Raw data:

+---+

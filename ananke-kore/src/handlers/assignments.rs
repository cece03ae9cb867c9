use std::path::{Path, PathBuf};

use axum::{
    Json,
    extract::{
        Query, State,
        rejection::{JsonRejection, QueryRejection},
    },
};
use serde::Serialize;

use crate::application::CourseManager;
use crate::handlers::{
    CoursePathRequest, UserQuery, courses::CourseListResponse, require_path,
    require_user,
};
use crate::infra::{app_state::AppState, errors::AppResult};

#[derive(Debug, Serialize)]
pub struct CopyResponse {
    pub message: String,
    pub path: PathBuf,
}

/// Lists single assignments of every active course and backup the user
/// can copy from. Responds `404` when there are none.
pub async fn list_assignments_handler(
    State(state): State<AppState>,
    query: Result<Query<UserQuery>, QueryRejection>,
) -> AppResult<Json<CourseListResponse>> {
    let Query(query) = query?;
    let user = require_user(&query.user)?;
    let list = CourseManager::new(&state).list_assignments(user).await?;
    Ok(Json(CourseListResponse {
        message: "List of assignments successfully retrieved.".to_string(),
        names: list.names,
        paths: list.paths,
    }))
}

pub async fn import_assignment_handler(
    State(state): State<AppState>,
    payload: Result<Json<CoursePathRequest>, JsonRejection>,
) -> AppResult<Json<CopyResponse>> {
    let Json(request) = payload?;
    let user = require_user(&request.user)?;
    let path = require_path(&request.path)?;
    let path = CourseManager::new(&state)
        .import_assignment(user, Path::new(path))
        .await?;
    Ok(Json(CopyResponse {
        message: "Selected assignment copied successfully! Please refresh \
                  the formgrader to see the imported assignment."
            .to_string(),
        path,
    }))
}
use std::os::unix::fs::MetadataExt;
use std::path::Path;

use tracing::{debug, info};

use crate::os::ops;
use crate::provision::{ProvisionError, Provisioner};

const COURSE_LIST_SERVER_EXTENSION: &str =
    "nbgrader.server_extensions.course_list";

/// Lab extensions every instructor gets: nbgrader's course list and the
/// Kore front end.
const INSTRUCTOR_LAB_EXTENSIONS: [&str; 2] =
    ["@jupyter/nbgrader:course-list", "kore-extension"];

impl Provisioner {
    /// Enables the course list and Kore extensions for `user`.
    ///
    /// The commands run as the user's dynamic user, which can re-own the
    /// state directory; its owner is put back afterwards even when a
    /// command fails.
    pub async fn activate_instructor(
        &self,
        user: &str,
    ) -> Result<(), ProvisionError> {
        let state_dir = self.layout.private_home(user);
        let owner = dir_owner(&state_dir);
        info!(user, "activating instructor extensions");

        let result = self.enable_instructor_extensions(user).await;

        if let Some((uid, gid)) = owner {
            let chown = ops::chown_recursive(&state_dir, &format!("{uid}:{gid}"));
            self.runner.run(&chown).await?;
        } else {
            debug!(user, "no state directory yet, ownership left alone");
        }
        result
    }

    async fn enable_instructor_extensions(
        &self,
        user: &str,
    ) -> Result<(), ProvisionError> {
        let enable_server = ops::jupyter_in_dynamic_user(
            user,
            [
                "server",
                "extension",
                "enable",
                "--user",
                COURSE_LIST_SERVER_EXTENSION,
            ],
        );
        self.runner.run(&enable_server).await?;

        for extension in INSTRUCTOR_LAB_EXTENSIONS {
            self.best_effort(&ops::jupyter(["labextension", "unlock", extension]))
                .await;
            let toggled = self.toggle_for_user(user, extension).await;
            self.best_effort(&ops::jupyter(["labextension", "lock", extension]))
                .await;
            toggled?;
        }
        Ok(())
    }

    async fn toggle_for_user(
        &self,
        user: &str,
        extension: &str,
    ) -> Result<(), ProvisionError> {
        for action in ["disable", "enable"] {
            let spec = ops::jupyter_in_dynamic_user(
                user,
                ["labextension", action, "--level=user", extension],
            );
            self.runner.run(&spec).await?;
        }
        Ok(())
    }
}

fn dir_owner(path: &Path) -> Option<(u32, u32)> {
    std::fs::metadata(path)
        .ok()
        .map(|meta| (meta.uid(), meta.gid()))
}

#[cfg(test)]
mod tests {
    use std::sync::Arc;

    use super::*;
    use crate::layout::Layout;
    use crate::os::testing::RecordingRunner;

    #[tokio::test]
    async fn activation_restores_state_directory_owner() {
        let dir = tempfile::tempdir().unwrap();
        let layout = Layout::rooted_at(dir.path());
        let state_dir = layout.private_home("alice");
        std::fs::create_dir_all(&state_dir).unwrap();
        let meta = std::fs::metadata(&state_dir).unwrap();
        let runner = Arc::new(RecordingRunner::new());
        let provisioner = Provisioner::new(runner.clone(), layout);

        provisioner.activate_instructor("alice").await.unwrap();

        let lines = runner.command_lines();
        assert!(lines[0].contains("--unit=post-auth-hook-alice"));
        assert!(lines[0].ends_with(COURSE_LIST_SERVER_EXTENSION));
        assert_eq!(runner.count("labextension unlock"), 2);
        assert_eq!(runner.count("labextension lock"), 2);
        let expected = format!(
            "chown -R {}:{} {}",
            meta.uid(),
            meta.gid(),
            state_dir.display()
        );
        assert_eq!(lines.last(), Some(&expected));
    }

    #[tokio::test]
    async fn failed_unit_is_reported_and_extensions_relocked() {
        let dir = tempfile::tempdir().unwrap();
        let layout = Layout::rooted_at(dir.path());
        let runner = Arc::new(
            RecordingRunner::new().failing_on("enable --level=user kore-extension"),
        );
        let provisioner = Provisioner::new(runner.clone(), layout);

        let result = provisioner.activate_instructor("bob").await;

        assert!(result.is_err());
        assert_eq!(runner.count("labextension lock kore-extension"), 1);
    }
}
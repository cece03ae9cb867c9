use std::fmt::Display;
use std::path::PathBuf;

use tokio::process::Command;

/// Abstract command representation so we can test without spawning processes.
#[derive(Debug, Clone, PartialEq, Eq)]
pub struct CommandSpec {
    /// Executable, looked up on `PATH`.
    pub program: String,
    /// Arguments, passed unquoted.
    pub args: Vec<String>,
    /// Extra environment variables.
    pub env: Vec<(String, String)>,
    /// Working directory; inherited when unset.
    pub cwd: Option<PathBuf>,
}

/// Display raw command string
impl Display for CommandSpec {
    fn fmt(&self, f: &mut std::fmt::Formatter<'_>) -> std::fmt::Result {
        if let Some(cwd) = &self.cwd {
            write!(f, "(cd {}) ", cwd.display())?;
        }
        for (key, value) in &self.env {
            write!(f, "{key}={value} ")?;
        }
        write!(f, "{}", self.command_line())
    }
}

impl CommandSpec {
    /// Spec running `program` without arguments.
    pub fn new(program: impl Into<String>) -> Self {
        Self {
            program: program.into(),
            args: Vec::new(),
            env: Vec::new(),
            cwd: None,
        }
    }

    /// Appends one argument.
    pub fn arg(mut self, arg: impl Into<String>) -> Self {
        self.args.push(arg.into());
        self
    }

    /// Appends several arguments.
    pub fn args<I, S>(mut self, args: I) -> Self
    where
        I: IntoIterator<Item = S>,
        S: Into<String>,
    {
        self.args.extend(args.into_iter().map(Into::into));
        self
    }

    /// Sets an environment variable for the child.
    pub fn env(mut self, key: impl Into<String>, value: impl Into<String>) -> Self {
        self.env.push((key.into(), value.into()));
        self
    }

    /// Runs the child in `cwd`.
    pub fn cwd(mut self, cwd: impl Into<PathBuf>) -> Self {
        self.cwd = Some(cwd.into());
        self
    }

    /// Program and arguments joined by spaces, without env or cwd.
    pub fn command_line(&self) -> String {
        let mut line = self.program.clone();
        for arg in &self.args {
            line.push(' ');
            line.push_str(arg);
        }
        line
    }

    /// Builds the tokio command to spawn.
    pub fn to_command(&self) -> Command {
        let mut cmd = Command::new(&self.program);
        cmd.args(&self.args);
        if !self.env.is_empty() {
            cmd.envs(self.env.iter().map(|(k, v)| (k.as_str(), v.as_str())));
        }
        if let Some(cwd) = &self.cwd {
            cmd.current_dir(cwd);
        }
        cmd.stdin(std::process::Stdio::null());
        cmd
    }
}

#[cfg(test)]
mod tests {
    use super::*;

    #[test]
    fn display_shows_cwd_env_and_arguments() {
        let spec = CommandSpec::new("jupyter")
            .args(["labextension", "lock"])
            .env("HOME", "/var/lib/alice")
            .cwd("/var/lib/alice");
        assert_eq!(
            spec.to_string(),
            "(cd /var/lib/alice) HOME=/var/lib/alice jupyter labextension lock"
        );
        assert_eq!(spec.command_line(), "jupyter labextension lock");
    }
}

+---+

Required action:
Each line of the records above that holds the word "lines" should be counted, and only the final number stated.

Your solution:
4